Exercise materials ::
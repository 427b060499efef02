// Copyright (c) 2025 woxQAQ
//
// Licensed under the MIT License or Apache License 2.0
// See LICENSE files for details

//! # Class-map metadata
//!
//! These types describe how EC classes map onto backing tables. They are
//! produced by the class-map repository (see the catalog crate) and consumed
//! by semantic analysis and native SQL generation.
//!
//! A [`ClassMap`] owns an ordered list of [`PropertyMap`]s. Each property lists
//! the backing columns it occupies in the order given by
//! [`TypeInfo::column_count`]. Every class carries the system properties
//! `ECInstanceId` and `ECClassId`; link-table relationships additionally carry
//! `SourceECInstanceId`, `SourceECClassId`, `TargetECInstanceId` and
//! `TargetECClassId`.

use crate::types::{PrimitiveType, TypeInfo};
use serde::{Deserialize, Serialize};
use std::fmt;

pub const ECINSTANCEID: &str = "ECInstanceId";
pub const ECCLASSID: &str = "ECClassId";
pub const SOURCE_ECINSTANCEID: &str = "SourceECInstanceId";
pub const SOURCE_ECCLASSID: &str = "SourceECClassId";
pub const TARGET_ECINSTANCEID: &str = "TargetECInstanceId";
pub const TARGET_ECCLASSID: &str = "TargetECClassId";

/// Fully qualified class name
#[derive(Debug, Clone, PartialEq, Eq, Hash, Serialize, Deserialize)]
pub struct ClassKey {
    pub schema: String,
    pub name: String,
}

impl ClassKey {
    pub fn new(schema: impl Into<String>, name: impl Into<String>) -> Self {
        Self {
            schema: schema.into(),
            name: name.into(),
        }
    }

    /// Case-insensitive identity check
    pub fn same_as(&self, other: &ClassKey) -> bool {
        self.schema.eq_ignore_ascii_case(&other.schema) && self.name.eq_ignore_ascii_case(&other.name)
    }
}

impl fmt::Display for ClassKey {
    fn fmt(&self, f: &mut fmt::Formatter<'_>) -> fmt::Result {
        write!(f, "{}.{}", self.schema, self.name)
    }
}

/// Class kind
#[derive(Debug, Clone, Copy, PartialEq, Eq, Hash, Serialize, Deserialize)]
pub enum ClassKind {
    Entity,
    Relationship,
}

/// Mapping of one property onto backing columns
#[derive(Debug, Clone, PartialEq, Serialize, Deserialize)]
pub struct PropertyMap {
    pub name: String,
    pub type_info: TypeInfo,
    /// Backing columns in layout order
    pub columns: Vec<String>,
    /// System properties resolve normally but are excluded from `*`
    pub system: bool,
}

impl PropertyMap {
    /// Create a property with default column names derived from its layout
    pub fn new(name: impl Into<String>, type_info: TypeInfo) -> Self {
        let name = name.into();
        let columns = default_columns(&name, &type_info);
        Self {
            name,
            type_info,
            columns,
            system: false,
        }
    }

    pub fn primitive(name: impl Into<String>, kind: PrimitiveType) -> Self {
        Self::new(name, TypeInfo::primitive(kind))
    }

    pub(crate) fn system(name: &str) -> Self {
        Self {
            name: name.to_string(),
            type_info: TypeInfo::long(),
            columns: vec![name.to_string()],
            system: true,
        }
    }

    /// Builder method: override the backing columns
    pub fn with_columns(mut self, columns: Vec<String>) -> Self {
        self.columns = columns;
        self
    }
}

fn default_columns(name: &str, type_info: &TypeInfo) -> Vec<String> {
    match type_info {
        TypeInfo::Primitive(kind) if kind.is_point() => ["X", "Y", "Z"]
            .iter()
            .take(kind.column_count())
            .map(|axis| format!("{name}_{axis}"))
            .collect(),
        TypeInfo::Navigation { .. } => vec![format!("{name}_Id"), format!("{name}_RelECClassId")],
        TypeInfo::Struct(s) => s
            .members
            .iter()
            .flat_map(|m| default_columns(&format!("{name}_{}", m.name), &m.type_info))
            .collect(),
        _ => vec![name.to_string()],
    }
}

/// One end of a relationship
#[derive(Debug, Clone, PartialEq, Eq, Serialize, Deserialize)]
pub struct RelationshipConstraint {
    pub classes: Vec<ClassKey>,
    pub polymorphic: bool,
    /// The end accepts instances of any class
    #[serde(default)]
    pub any_class: bool,
}

impl RelationshipConstraint {
    pub fn new(classes: Vec<ClassKey>, polymorphic: bool) -> Self {
        Self {
            classes,
            polymorphic,
            any_class: false,
        }
    }

    pub fn any_class() -> Self {
        Self {
            classes: Vec::new(),
            polymorphic: true,
            any_class: true,
        }
    }
}

/// Relationship ends of a relationship class
#[derive(Debug, Clone, PartialEq, Eq, Serialize, Deserialize)]
pub struct RelationshipMap {
    pub source: RelationshipConstraint,
    pub target: RelationshipConstraint,
}

/// Mapping of one EC class onto its backing table
#[derive(Debug, Clone, PartialEq, Serialize, Deserialize)]
pub struct ClassMap {
    /// Value of the `ECClassId` column for instances of exactly this class
    pub id: u64,
    pub key: ClassKey,
    pub kind: ClassKind,
    pub table: String,
    pub base_class: Option<ClassKey>,
    pub properties: Vec<PropertyMap>,
    pub relationship: Option<RelationshipMap>,
}

impl ClassMap {
    /// Create an entity class carrying the `ECInstanceId`/`ECClassId` system properties
    pub fn entity(id: u64, key: ClassKey, table: impl Into<String>) -> Self {
        Self {
            id,
            key,
            kind: ClassKind::Entity,
            table: table.into(),
            base_class: None,
            properties: vec![PropertyMap::system(ECINSTANCEID), PropertyMap::system(ECCLASSID)],
            relationship: None,
        }
    }

    /// Create a link-table relationship class
    pub fn relationship(
        id: u64,
        key: ClassKey,
        table: impl Into<String>,
        source: RelationshipConstraint,
        target: RelationshipConstraint,
    ) -> Self {
        let mut class = Self::entity(id, key, table);
        class.kind = ClassKind::Relationship;
        class.properties.extend(
            [
                SOURCE_ECINSTANCEID,
                SOURCE_ECCLASSID,
                TARGET_ECINSTANCEID,
                TARGET_ECCLASSID,
            ]
            .into_iter()
            .map(PropertyMap::system),
        );
        class.relationship = Some(RelationshipMap { source, target });
        class
    }

    /// Builder method: append a property
    pub fn with_property(mut self, property: PropertyMap) -> Self {
        self.properties.push(property);
        self
    }

    /// Builder method: set the base class
    pub fn with_base_class(mut self, base: ClassKey) -> Self {
        self.base_class = Some(base);
        self
    }

    pub fn name(&self) -> &str {
        &self.key.name
    }

    pub fn is_relationship(&self) -> bool {
        self.kind == ClassKind::Relationship
    }

    /// Case-insensitive property lookup, system properties included
    pub fn find_property(&self, name: &str) -> Option<&PropertyMap> {
        self.properties
            .iter()
            .find(|p| p.name.eq_ignore_ascii_case(name))
    }

    /// Properties that `*` expands to, in declaration order
    pub fn visible_properties(&self) -> impl Iterator<Item = &PropertyMap> {
        self.properties.iter().filter(|p| !p.system)
    }

    /// The `ECClassId` column of the backing table
    pub fn class_id_column(&self) -> &str {
        self.find_property(ECCLASSID)
            .and_then(|p| p.columns.first())
            .map(String::as_str)
            .unwrap_or(ECCLASSID)
    }

    /// The `ECInstanceId` column of the backing table
    pub fn instance_id_column(&self) -> &str {
        self.find_property(ECINSTANCEID)
            .and_then(|p| p.columns.first())
            .map(String::as_str)
            .unwrap_or(ECINSTANCEID)
    }
}

#[cfg(test)]
mod tests {
    use super::*;
    use crate::types::StructType;

    #[test]
    fn test_entity_has_system_properties() {
        let class = ClassMap::entity(10, ClassKey::new("ecsql", "P"), "ecsql_P");
        assert!(class.find_property("ecinstanceid").unwrap().system);
        assert!(class.find_property("ECClassId").is_some());
        assert_eq!(class.visible_properties().count(), 0);
        assert_eq!(class.instance_id_column(), "ECInstanceId");
    }

    #[test]
    fn test_relationship_system_properties() {
        let rel = ClassMap::relationship(
            20,
            ClassKey::new("ecsql", "PSAHasP"),
            "ecsql_PSAHasP",
            RelationshipConstraint::new(vec![ClassKey::new("ecsql", "PSA")], false),
            RelationshipConstraint::new(vec![ClassKey::new("ecsql", "P")], true),
        );
        assert!(rel.is_relationship());
        assert!(rel.find_property(SOURCE_ECINSTANCEID).is_some());
        assert!(rel.find_property(TARGET_ECCLASSID).is_some());
    }

    #[test]
    fn test_default_columns() {
        let point = PropertyMap::primitive("P3D", PrimitiveType::Point3d);
        assert_eq!(point.columns, vec!["P3D_X", "P3D_Y", "P3D_Z"]);

        let nav = PropertyMap::new("Parent", TypeInfo::navigation("P"));
        assert_eq!(nav.columns, vec!["Parent_Id", "Parent_RelECClassId"]);

        let st = StructType::new("S")
            .with_member("I", TypeInfo::long())
            .with_member("P2D", TypeInfo::primitive(PrimitiveType::Point2d));
        let prop = PropertyMap::new("PStructProp", TypeInfo::Struct(st));
        assert_eq!(
            prop.columns,
            vec!["PStructProp_I", "PStructProp_P2D_X", "PStructProp_P2D_Y"]
        );
        assert_eq!(prop.columns.len(), prop.type_info.column_count());
    }

    #[test]
    fn test_class_key_same_as() {
        assert!(ClassKey::new("ECSQL", "psa").same_as(&ClassKey::new("ecsql", "PSA")));
        assert!(!ClassKey::new("ecsql", "PSA").same_as(&ClassKey::new("ecsql", "P")));
    }
}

Work instruction :: Which lines in the data above hold the string "method"? Show each one.

Response below ::
    /// Builder method: override the backing columns
    /// Builder method: append a property
    /// Builder method: set the base class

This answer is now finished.